Pub Date : 2024-10-01 Epub Date: 2024-02-05 DOI: 10.6339/24-jds1119
Na Bo, Yue Wei, Lang Zeng, Chaeryon Kang, Ying Ding

One crucial aspect of precision medicine is to allow physicians to recommend the most suitable treatment for their patients. This requires understanding the treatment heterogeneity from a patient-centric view, quantified by estimating the individualized treatment effect (ITE). With a large amount of genetics data and medical factors being collected, a complete picture of individuals' characteristics is forming, which provides more opportunities to accurately estimate ITE. Recent development using machine learning methods within the counterfactual outcome framework shows excellent potential in analyzing such data.

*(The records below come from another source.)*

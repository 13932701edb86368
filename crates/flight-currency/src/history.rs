//! Person event history — the append-only input the engine reads.
//!
//! The scheduling subsystem owns the history. The engine only reads it
//! through [`EventHistory`] and never writes back.

use std::collections::BTreeMap;

use chrono::NaiveDate;
use serde::{Deserialize, Serialize};

use crate::currency::{CurrencyId, PrimitiveCurrency};

/// Identifier of a person (trainee or staff member).
#[derive(Debug, Clone, PartialEq, Eq, PartialOrd, Ord, Hash, Serialize, Deserialize)]
#[serde(transparent)]
pub struct PersonId(pub String);

impl PersonId {
    pub fn new(id: impl Into<String>) -> Self {
        Self(id.into())
    }
}

impl std::fmt::Display for PersonId {
    fn fmt(&self, f: &mut std::fmt::Formatter<'_>) -> std::fmt::Result {
        write!(f, "{}", self.0)
    }
}

/// A dated event in a person's training record.
#[derive(Debug, Clone, PartialEq, Eq, Serialize, Deserialize)]
pub struct PersonEventRecord {
    pub person_id: PersonId,
    pub event_code: String,
    pub date: NaiveDate,
}

impl PersonEventRecord {
    pub fn new(person_id: impl Into<String>, event_code: impl Into<String>, date: NaiveDate) -> Self {
        Self {
            person_id: PersonId::new(person_id),
            event_code: event_code.into(),
            date,
        }
    }
}

/// A manually keyed last-event date for one primitive currency.
///
/// Legacy records and paper logbooks arrive this way. Each entry counts as
/// one qualifying event for the named primitive.
#[derive(Debug, Clone, PartialEq, Eq, Serialize, Deserialize)]
pub struct ManualEntry {
    pub person_id: PersonId,
    pub currency_id: CurrencyId,
    pub date: NaiveDate,
    #[serde(default, skip_serializing_if = "Option::is_none")]
    pub note: Option<String>,
}

/// Read-only source of per-person event history.
pub trait EventHistory {
    /// Events for `person`, oldest first.
    fn events_for(&self, person: &PersonId) -> Vec<PersonEventRecord>;

    /// Manual last-event entries for `person`.
    fn manual_entries_for(&self, _person: &PersonId) -> Vec<ManualEntry> {
        Vec::new()
    }
}

/// One person's history, fetched once per evaluation pass.
#[derive(Debug, Clone, Default, PartialEq, Eq)]
pub struct PersonHistory {
    pub events: Vec<PersonEventRecord>,
    pub manual_entries: Vec<ManualEntry>,
}

impl PersonHistory {
    /// Snapshot a person's records from a provider.
    pub fn load(person: &PersonId, source: &dyn EventHistory) -> Self {
        Self {
            events: source.events_for(person),
            manual_entries: source.manual_entries_for(person),
        }
    }

    /// Dates that qualify for `primitive`, on or before `as_of`.
    ///
    /// Events dated after the evaluation date are ignored so that an
    /// evaluation always describes the state as of that day.
    pub fn matching_dates(&self, primitive: &PrimitiveCurrency, as_of: NaiveDate) -> Vec<NaiveDate> {
        let from_events = self
            .events
            .iter()
            .filter(|e| primitive.matches(&e.event_code))
            .map(|e| e.date);
        let from_manual = self
            .manual_entries
            .iter()
            .filter(|m| m.currency_id == primitive.id)
            .map(|m| m.date);

        from_events
            .chain(from_manual)
            .filter(|d| *d <= as_of)
            .collect()
    }
}

/// Append-only in-memory history, keyed by person.
#[derive(Debug, Clone, Default)]
pub struct InMemoryHistory {
    events: BTreeMap<PersonId, Vec<PersonEventRecord>>,
    manual: BTreeMap<PersonId, Vec<ManualEntry>>,
}

impl InMemoryHistory {
    pub fn new() -> Self {
        Self::default()
    }

    /// Build from flat record lists.
    pub fn from_records(events: Vec<PersonEventRecord>, manual: Vec<ManualEntry>) -> Self {
        let mut history = Self::new();
        for event in events {
            history.append(event);
        }
        for entry in manual {
            history.append_manual(entry);
        }
        history
    }

    /// Append an event. Existing records are never touched.
    pub fn append(&mut self, event: PersonEventRecord) {
        self.events
            .entry(event.person_id.clone())
            .or_default()
            .push(event);
    }

    /// Append a manual last-event entry.
    pub fn append_manual(&mut self, entry: ManualEntry) {
        self.manual
            .entry(entry.person_id.clone())
            .or_default()
            .push(entry);
    }

    /// Every person with at least one record, in id order.
    pub fn persons(&self) -> Vec<PersonId> {
        let mut persons: Vec<PersonId> = self
            .events
            .keys()
            .chain(self.manual.keys())
            .cloned()
            .collect();
        persons.sort();
        persons.dedup();
        persons
    }

    /// Total number of event records.
    pub fn len(&self) -> usize {
        self.events.values().map(Vec::len).sum()
    }

    pub fn is_empty(&self) -> bool {
        self.events.is_empty() && self.manual.is_empty()
    }

    /// All events, grouped by person in id order.
    pub fn all_events(&self) -> impl Iterator<Item = &PersonEventRecord> {
        self.events.values().flat_map(|v| v.iter())
    }

    /// All manual entries, grouped by person in id order.
    pub fn all_manual_entries(&self) -> impl Iterator<Item = &ManualEntry> {
        self.manual.values().flat_map(|v| v.iter())
    }
}

impl EventHistory for InMemoryHistory {
    fn events_for(&self, person: &PersonId) -> Vec<PersonEventRecord> {
        let mut events = self.events.get(person).cloned().unwrap_or_default();
        events.sort_by_key(|e| e.date);
        events
    }

    fn manual_entries_for(&self, person: &PersonId) -> Vec<ManualEntry> {
        self.manual.get(person).cloned().unwrap_or_default()
    }
}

In this research, we propose to extend meta-learning approaches to estimate individualized treatment effects with survival outcomes. Two meta-learning algorithms are considered, T-learner and X-learner, each combined with three types of machine learning methods: random survival forest, Bayesian accelerated failure time model and survival neural network. We examine the performance of the proposed methods and provide practical guidelines for their application in randomized clinical trials (RCTs). Moreover, we propose to use the Boruta algorithm to identify risk factors that contribute to treatment heterogeneity based on ITE estimates. The finite sample performances of these methods are compared through extensive simulations under different randomization designs. The proposed approach is applied to a large RCT of eye disease, namely, age-related macular degeneration (AMD), to estimate the ITE on delaying time-to-AMD progression and to make individualized treatment recommendations.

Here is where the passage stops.